G. Luther & D. Emerson Research Group

David Emerson, Ph.D, Co-Investigator, Research Scientist, ATCC; George Luther, Ph.D, Co-Investigator, U. Delaware; Jeremy Rentz, Ph.D, postdoctoral, ATCC; Charoenkwan Kraiya, Ph.D, postdoctoral, U. Delaware; Melissa Floyd (graduate student, George Mason Univ.); Tommy Moore (graduate student, U. Delaware) Cynthia Lydell (technician, ATCC, partial support from NAI)

Accomplishments:
Much of the work in our labs has focused on determining in-situ rates of Fe-oxidation at local field sites that are dominated by microbial mats of Fe-oxidizing bacteria (FeOB). In addition, we are carrying out community analysis of these same sites to determine the overall abundance and population structure of FeOB at these sites. Drs. Rentz (Emerson Lab) and Kraiya (Luther Lab) made several sets of measurements in the Fall and early Winter at two sites using voltammetric electrodes to measure rates of Fe(II) oxidation and O2 levels simultaneously.  The findings confirmed that FeOB are playing a significant role in catalyzing Fe-oxidation in these neutrophilic systems, previous studies have not been as controlled and precise and are more open to interpretation. Dr. Rentz is in the process of more fully characterizing the communities at these sites. Toward this end he has developed a real-time PCR assay for a specific group of FeOB thought to be abundant in these habitats. Part of this work was presented at the NAI meeting in April in Boulder, CO. We are also active in writing up our metal cluster work which has been stimulated by our finding of Fe(Mn)S clusters at our Virginia field site.
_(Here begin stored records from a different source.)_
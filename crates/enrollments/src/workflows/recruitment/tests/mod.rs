mod common;
mod qualification;
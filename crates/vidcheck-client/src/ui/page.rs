use std::sync::Arc;
use std::time::Duration;
use tokio::sync::RwLock;

/// Visible state the form handlers mutate
#[derive(Debug, Clone)]
pub struct PageState {
    inner: Arc<RwLock<PageStateInner>>,
}

#[derive(Debug)]
struct PageStateInner {
    login_form_visible: bool,
    signup_form_visible: bool,
    /// Set when a handler asks for the page to be reloaded
    pending_reload: Option<Duration>,
}

impl Default for PageStateInner {
    fn default() -> Self {
        Self {
            login_form_visible: true,
            signup_form_visible: true,
            pending_reload: None,
        }
    }
}

impl PageState {
    pub fn new() -> Self {
        Self {
            inner: Arc::new(RwLock::new(PageStateInner::default())),
        }
    }

    pub async fn hide_login_form(&self) {
        self.inner.write().await.login_form_visible = false;
    }

    pub async fn hide_signup_form(&self) {
        self.inner.write().await.signup_form_visible = false;
    }

    pub async fn request_reload(&self, after: Duration) {
        self.inner.write().await.pending_reload = Some(after);
    }

    /// Consume a pending reload, restoring the freshly-loaded page
    pub async fn take_reload(&self) -> Option<Duration> {
        let mut state = self.inner.write().await;
        let reload = state.pending_reload.take();
        if reload.is_some() {
            state.login_form_visible = true;
            state.signup_form_visible = true;
        }
        reload
    }

    pub async fn is_login_form_visible(&self) -> bool {
        self.inner.read().await.login_form_visible
    }

    pub async fn is_signup_form_visible(&self) -> bool {
        self.inner.read().await.signup_form_visible
    }
}

impl Default for PageState {
    fn default() -> Self {
        Self::new()
    }
}
pub mod auth;
pub mod storage;

pub use auth::{AuthService, COOKIES_KEY, TOKEN_KEY, USER_INFO_KEY};
pub use storage::LocalStorage;
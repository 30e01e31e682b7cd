//! Client configuration
//!
//! Loaded from environment variables (a `.env` file is honoured), with CLI
//! flags layered on top by the binary.

use std::path::PathBuf;

use crate::network::api::DEFAULT_BASE_URL;
use crate::state::LocalStorage;

#[derive(Debug, Clone)]
pub struct ClientConfig {
    pub api_url: String,
    pub storage: StorageLocation,
}

#[derive(Debug, Clone, PartialEq, Eq)]
pub enum StorageLocation {
    InMemory,
    File(PathBuf),
}

impl ClientConfig {
    pub fn load() -> Self {
        if let Err(e) = dotenvy::dotenv() {
            tracing::trace!("No .env file loaded: {}", e);
        }

        let api_url =
            std::env::var("VIDCHECK_API_URL").unwrap_or_else(|_| DEFAULT_BASE_URL.to_string());

        let in_memory = std::env::var("VIDCHECK_IN_MEMORY_STORAGE")
            .map(|v| matches!(v.as_str(), "1" | "true" | "yes"))
            .unwrap_or(false);

        let storage = if in_memory {
            StorageLocation::InMemory
        } else {
            match std::env::var("VIDCHECK_STORAGE_PATH") {
                Ok(path) => StorageLocation::File(PathBuf::from(path)),
                Err(_) => match LocalStorage::default_path() {
                    Some(path) => StorageLocation::File(path),
                    None => {
                        tracing::warn!("Could not determine data directory, storage will not persist");
                        StorageLocation::InMemory
                    }
                },
            }
        };

        Self { api_url, storage }
    }

    pub fn open_storage(&self) -> LocalStorage {
        match &self.storage {
            StorageLocation::InMemory => LocalStorage::in_memory(),
            StorageLocation::File(path) => LocalStorage::open(path),
        }
    }
}
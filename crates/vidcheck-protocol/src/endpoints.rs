//! REST paths exposed by the backend, relative to the API origin.

pub const LOGIN: &str = "api/auth/login";
pub const SIGNUP: &str = "api/auth/signup";
pub const LOGOUT: &str = "api/auth/logout";
pub const REFRESH: &str = "api/auth/refresh";
pub const ME: &str = "api/users/me";
pub const HEALTH: &str = "api/healthchecker";

pub const CHECKS_START: &str = "api/checks/start";
pub const CHECKS_STATUS: &str = "api/checks/status";
pub const CHECKS_LIST: &str = "api/checks/checks";
pub const CHECKS_IGNORE: &str = "api/checks/ignore";
pub const CHECKS_DOWNLOAD: &str = "api/checks/download";

/// Captcha image for a client-generated token
pub fn captcha(token: &str) -> String {
    format!("api/captcha/{}", token)
}
//! vidcheck client library
//!
//! This crate provides the client side of the vidcheck backend: an HTTP
//! pass-through wrapper, a local session store, the login/signup/logout form
//! handlers and captcha token generation.

pub mod captcha;
pub mod config;
pub mod error;
pub mod network;
pub mod state;
pub mod ui;
//! Shared protocol definitions for the vidcheck backend
//!
//! Request payloads, response bodies and endpoint paths used by the client.

pub mod endpoints;
pub mod messages;
pub mod types;

pub use messages::*;
pub use types::*;
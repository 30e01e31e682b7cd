use chrono::{DateTime, Utc};
use serde::{Deserialize, Serialize};
use uuid::Uuid;

/// User profile as returned by signup and `/api/users/me`
#[derive(Debug, Clone, Serialize, Deserialize, PartialEq)]
pub struct UserResponse {
    pub id: Uuid,
    pub name: String,
    pub email: String,
    pub photo: String,
    pub created_at: DateTime<Utc>,
    pub updated_at: DateTime<Utc>,
}

#[derive(Debug, Clone, Serialize, Deserialize)]
pub struct LoginResponse {
    pub status: String,
    pub access_token: String,
}

#[derive(Debug, Clone, Serialize, Deserialize)]
pub struct RefreshResponse {
    pub access_token: String,
}

/// Generic `{"status": ...}` acknowledgement (logout)
#[derive(Debug, Clone, Serialize, Deserialize)]
pub struct StatusResponse {
    pub status: String,
}

#[derive(Debug, Clone, Serialize, Deserialize)]
pub struct HealthResponse {
    pub message: String,
}

/// Error body produced by the backend for any non-2xx answer
#[derive(Debug, Clone, Serialize, Deserialize, PartialEq, Eq)]
pub struct ErrorBody {
    pub code: u16,
    pub message: String,
    pub detail: String,
}

/// Video waiting for a decision
#[derive(Debug, Clone, Serialize, Deserialize, PartialEq)]
pub struct VideoData {
    pub video_id: String,
    pub platform: String,
    pub title: String,
    pub duration: f64,
}

#[derive(Debug, Clone, Serialize, Deserialize, Default)]
pub struct CheckList {
    #[serde(default)]
    pub videos: Vec<VideoData>,
}

#[derive(Debug, Clone, Serialize, Deserialize)]
pub struct CheckJobResponse {
    pub message: String,
}

#[derive(Debug, Clone, Serialize, Deserialize)]
pub struct ResultResponse {
    pub result: String,
}
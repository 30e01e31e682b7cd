use serde::{Deserialize, Serialize};

/// Default avatar sent with every signup form
pub const DEFAULT_PHOTO: &str = "default.png";

/// Login form payload
#[derive(Debug, Clone, Serialize, Deserialize, PartialEq, Eq)]
pub struct LoginRequest {
    pub username: String,
    pub password: String,
}

/// Signup form payload
///
/// Field names follow the backend's schema, hence the camelCase confirm and
/// captcha fields.
#[derive(Debug, Clone, Serialize, Deserialize, PartialEq, Eq)]
#[serde(rename_all = "camelCase")]
pub struct SignupRequest {
    pub email: String,
    pub name: String,
    pub photo: String,
    pub password: String,
    pub password_confirm: String,
    #[serde(default, skip_serializing_if = "Option::is_none")]
    pub captcha_token: Option<String>,
    #[serde(default, skip_serializing_if = "Option::is_none")]
    pub captcha_code: Option<String>,
}

impl SignupRequest {
    pub fn new(email: &str, name: &str, password: &str, password_confirm: &str) -> Self {
        Self {
            email: email.to_string(),
            name: name.to_string(),
            photo: DEFAULT_PHOTO.to_string(),
            password: password.to_string(),
            password_confirm: password_confirm.to_string(),
            captcha_token: None,
            captcha_code: None,
        }
    }

    pub fn with_captcha(mut self, token: &str, code: &str) -> Self {
        self.captcha_token = Some(token.to_string());
        self.captcha_code = Some(code.to_string());
        self
    }
}

/// Body of `POST /api/checks/ignore`
#[derive(Debug, Clone, Serialize, Deserialize)]
pub struct IgnoreVideoRequest {
    pub video_id: String,
}

/// Body of `POST /api/checks/download`
#[derive(Debug, Clone, Serialize, Deserialize)]
pub struct DownloadVideoRequest {
    pub video_id: String,
    pub platform: String,
}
Melissa Floyd, Tommy Moore and Tommy Floyd participated in a BioMars field expedition to Box Canyon in Idaho with other team members to investigate the potential for Fe-cycling bacteria to exist in old basalts associated with this site. Tommy Floyd made some measurements for redox active Fe and S species in this environment, although these turned out not to be abundant. Melissa made several isolations and is in the process of characterizing these. In addition, she has been working on a mesocosm that simulates the oxic-anoxic boundary environments where FeOB thrive. This system can be used to study community dynamics of FeOB under more realistic field conditions. From this system she has isolated  novel whose growth appears to be stimulated by Fe(II) organisms. Part of this work was presented at the NAI meeting in April in Boulder, CO.

Both Emerson and Luther participated in a group field trip to Alum Rocks State Park near Hayward, CA that has numerous small sulfureta associated with groundwater flows from the host rock. Emerson has subsequently worked with one of Banfield’s students, Jonathon Giska, and performed MPNs for S-oxidizing bacteria from this site as well as direct counts of total cell numbers. Initial results suggest there is significant variability between localized sites. This work is being followed up on with more culture studies as well as molecular analysis.

Janice Bishop Research Group
(from the SETI website
"Seeing the Invisible Color of Mars" and a Space.com USA Today article)

The color of Mars tells us which minerals are present, and these minerals provide information about water and environmental factors on Mars. The red color comes from iron oxides and varies from orange to red to violet depending on the mineral structure. In the visible region a spectrometer acts like our eyes do and recognizes colors such as green, blue and red. The Pancam on Spirit and Opportunity records these colors in spectral images. The Mini-Thermal Emission Spectrometer (Mini-TES) is another spectrometer on the Mars Exploration Rovers (MER) and measures infrared radiation. Our eyes cannot "see" the infrared radiation, but the spectrometer can. Rocks are composed of minerals and each mineral has a certain spectrum that can be measured by the spectrometer.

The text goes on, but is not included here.